Pendant ce temps, dans l’anonymat, Arthur le négociant est rentré d’Abyssinie mal en point, s’est fait amputer de la jambe à Marseille, puis a regagné la ferme familiale le temps nécessaire à la cicatrisation de son moignon avant d’avoir accès à une prothèse. La Daromphe étant mobilisée par la ferme c’est sa jeune sœur Isabelle, admiratrice, aimante et dévouée, qui s’occupera de lui et le ramènera à l’hôpital de Marseille en temps voulu. Face au martyre qu’il endure, Arthur maintenant âgé de trente-sept ans questionne sa vie, ses amours, sa quête spirituelle et poétique.

              
                            En écrivant Brûlez-tout ! Henri Guyonnet ne cherche pas à rivaliser avec les nombreuses biographies de Rimbaud, à en détruire l’image mythique ou à éclairer les multiples analyses littéraires de son œuvre déjà existantes d’un jour nouveau. C’est l’aventure de Rodolphe Darzens découvreur et éditeur du Reliquaire qui est au centre de ce récit. Une histoire vraie où tous les personnages que le journaliste rencontre pour son enquête ont réellement existé avec les fonctions qui leur sont ici attribuées. Seuls personnages fictifs, Pierre Lefranc, journaliste, ami et fidèle complice de Rodolphe, et Angèle, la fille du magasin de cycles dont il tombe amoureux. Henri Guyonnet avoue aussi dans sa préface que s’il attribue à Verlaine une sombre responsabilité dans l’affaire du Reliquaire, l’homme n’y a pas été impliqué car cela n’est qu’une pure fantaisie de sa part. C’est donc un double hommage que l’auteur, à partir de cette intrigue historique, rend à la fois au génial poète bien évidemment mais aussi à Darzens sans qui, peut-être, une part de sa production poétique comprenant entre autres Le Dormeur du Val nous serait peut-être resté inconnue.

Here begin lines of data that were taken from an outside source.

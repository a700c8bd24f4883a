use std::fs;
use std::path::Path;
use std::sync::Arc;

use tempfile::tempdir;
use tracing::Level;

use textprep::{
    LabelScope, MemoryDiagnostics, PipelineConfig, PreprocessError, Value, load_table,
    run_pipeline,
};

fn write_raw(root: &Path, train: &str, test: &str) -> PipelineConfig {
    let config = PipelineConfig::rooted_at(root);
    fs::create_dir_all(&config.raw_dir).unwrap();
    fs::write(config.train_input_path(), train).unwrap();
    fs::write(config.test_input_path(), test).unwrap();
    config
}

const TRAIN_CSV: &str = "\
target,text
spam,\"WINNER!! Claim your prize, call now\"
ham,Are you coming to the meeting?
spam,\"WINNER!! Claim your prize, call now\"
ham,
";

const TEST_CSV: &str = "\
target,text
ham,Running late for dinner
other,Meeting moved to Friday
";

#[test]
fn pipeline_writes_processed_tables() {
    let temp = tempdir().unwrap();
    let config = write_raw(temp.path(), TRAIN_CSV, TEST_CSV);
    let diagnostics = Arc::new(MemoryDiagnostics::new());

    let report = run_pipeline(&config, diagnostics.clone()).unwrap();
    assert_eq!(report.train.summary.input_rows, 4);
    assert_eq!(report.train.summary.output_rows, 3);
    assert_eq!(report.train.summary.duplicates_dropped, 1);
    assert_eq!(report.train.summary.non_text_rows, 1);

    let train = load_table(config.train_output_path()).unwrap();
    assert_eq!(train.column_names().collect::<Vec<_>>(), vec!["target", "text"]);
    assert_eq!(train.len(), 3);
    assert_eq!(train.get(0, "target"), Some(&Value::Int(1)));
    assert_eq!(train.get(0, "text"), Some(&Value::text("winner claim prize call")));
    assert_eq!(train.get(1, "text"), Some(&Value::text("come meet")));
    // An empty normalized text is read back as missing.
    assert_eq!(train.get(2, "text"), Some(&Value::Null));

    let written = fs::read_to_string(config.train_output_path()).unwrap();
    assert_eq!(
        written,
        "target,text\n1,winner claim prize call\n0,come meet\n0,\n"
    );

    let test = load_table(config.test_output_path()).unwrap();
    assert_eq!(test.get(0, "target"), Some(&Value::Int(0)));
    assert_eq!(test.get(1, "target"), Some(&Value::Int(1)));
    assert!(diagnostics.contains(Level::INFO, "processed data saved to"));
}

#[test]
fn shared_scope_uses_one_code_per_label() {
    let temp = tempdir().unwrap();
    let mut config = write_raw(temp.path(), TRAIN_CSV, TEST_CSV);
    config.label_scope = LabelScope::Shared;

    let report = run_pipeline(&config, Arc::new(MemoryDiagnostics::new())).unwrap();
    assert_eq!(report.train.summary.classes, vec!["ham", "other", "spam"]);

    let train = load_table(config.train_output_path()).unwrap();
    let test = load_table(config.test_output_path()).unwrap();
    assert_eq!(train.get(0, "target"), Some(&Value::Int(2)));
    assert_eq!(train.get(1, "target"), Some(&Value::Int(0)));
    assert_eq!(test.get(0, "target"), Some(&Value::Int(0)));
    assert_eq!(test.get(1, "target"), Some(&Value::Int(1)));
}

#[test]
fn header_only_inputs_produce_header_only_outputs() {
    let temp = tempdir().unwrap();
    let config = write_raw(temp.path(), "text,target\n", "text,target\n");
    let report = run_pipeline(&config, Arc::new(MemoryDiagnostics::new())).unwrap();
    assert_eq!(report.train.summary.output_rows, 0);
    assert_eq!(
        fs::read_to_string(config.test_output_path()).unwrap(),
        "text,target\n"
    );
}

#[test]
fn missing_input_aborts_before_writing() {
    let temp = tempdir().unwrap();
    let config = PipelineConfig::rooted_at(temp.path());
    let diagnostics = Arc::new(MemoryDiagnostics::new());

    let err = run_pipeline(&config, diagnostics.clone()).unwrap_err();
    assert!(matches!(err, PreprocessError::InputNotFound { .. }));
    assert!(diagnostics.contains(Level::ERROR, "file not found"));
    assert!(!config.output_dir.exists());
}

#[test]
fn missing_column_in_test_aborts_run() {
    let temp = tempdir().unwrap();
    let config = write_raw(temp.path(), TRAIN_CSV, "label,text\nham,hello\n");
    let diagnostics = Arc::new(MemoryDiagnostics::new());

    let err = run_pipeline(&config, diagnostics.clone()).unwrap_err();
    assert!(matches!(err, PreprocessError::ColumnNotFound { .. }));
    assert!(diagnostics.contains(Level::ERROR, "processing failed"));
    assert!(!config.train_output_path().exists());
}

#[test]
fn empty_input_file_is_reported() {
    let temp = tempdir().unwrap();
    let config = write_raw(temp.path(), "", TEST_CSV);
    let diagnostics = Arc::new(MemoryDiagnostics::new());

    let err = run_pipeline(&config, diagnostics.clone()).unwrap_err();
    assert!(matches!(err, PreprocessError::EmptyInput { .. }));
    assert!(diagnostics.contains(Level::ERROR, "empty CSV file"));
}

Si Rodolphe Darzens et son enquête ont bel et bien existé, Henri Guyonnet ici en fait un personnage incarné et le développe dans un jeu de miroir entre Arthur et celui qui, avec l’aide de son fidèle ami Pierre Lefranc, apprend pas à pas à le connaître, à le comprendre et au-delà de l’admiration, à s’en sentir proche dans sa fougue et sa quête d’idéal, bref à l’aimer et à aimer sa poésie. C’est aussi lui-même qu’au détour de cette traque et cette rencontre, le jeune journaliste découvrira. Et en nous racontant la passion de Rodolphe pour le vélo qui vient d’apparaître à Paris, en évoquant de façon satirique l’univers du journalisme qui lui a apporté plus de frustration que de satisfaction et à travers la relation amoureuse mouvementée qu’il entretient avec la belle, légère et cupide Sarah, lui faisant considérer certains de ces grands artistes prétentieux sous un jour peu flatteur, c’est aussi toute une époque et une société que Henri Guyonnet nous dépeint à travers lui. Si l’intrigue autour de l’affaire du Reliquaire reflète bien l’orgueil et les rapports de force qui régissent les relations dans le monde artistique ou bourgeois, des personnages comme Pierre, Georges Izambard, Bretagne, Angèle et son père le patron de la boutique de cycles, sont des gens simples, honnêtes et chaleureux qui, pour leurs engagements humains ou politiques, éveillent toute la sympathie de Rodolphe et des lecteurs.

Le texte est rythmé par des citations et poèmes de Rimbaud que l’auteur insère judicieusement au fil de son récit leur apportant une perspective différente. Des dialogues vifs et savoureux contribuent à dynamiser cette narration qui, comme le jeune poète fugueur et vagabond ou Darzens, le jeune journaliste impulsif et sportif, est toujours en mouvement. Le contraste avec l’immobilité du poète handicapé et souffrant dans sa chambre de la maison familiale de Roche ou sa chambre d’hôpital à Marseille accentue l’aspect tragique de la fin de ce jeune poète surdoué autrefois beau comme un dieu, ce vagabond ambitieux, ce provocateur libertin, libertaire et toujours insatisfait ayant vécu deux vies foudroyé à trente-sept ans. Le prince des poètes (Verlaine) que la passion pour le beau jeune homme androgyne mais surtout pour ce poète novateur, audacieux et en phase avec son temps n’aura jamais quitté, cherchera obstinément et jusqu’à sa mort à le faire éditer pour ne pas le laisser sombrer dans l’effacement et l’oubli, à faire reconnaître son talent et à lui donner toute sa place dans l’histoire de la poésie.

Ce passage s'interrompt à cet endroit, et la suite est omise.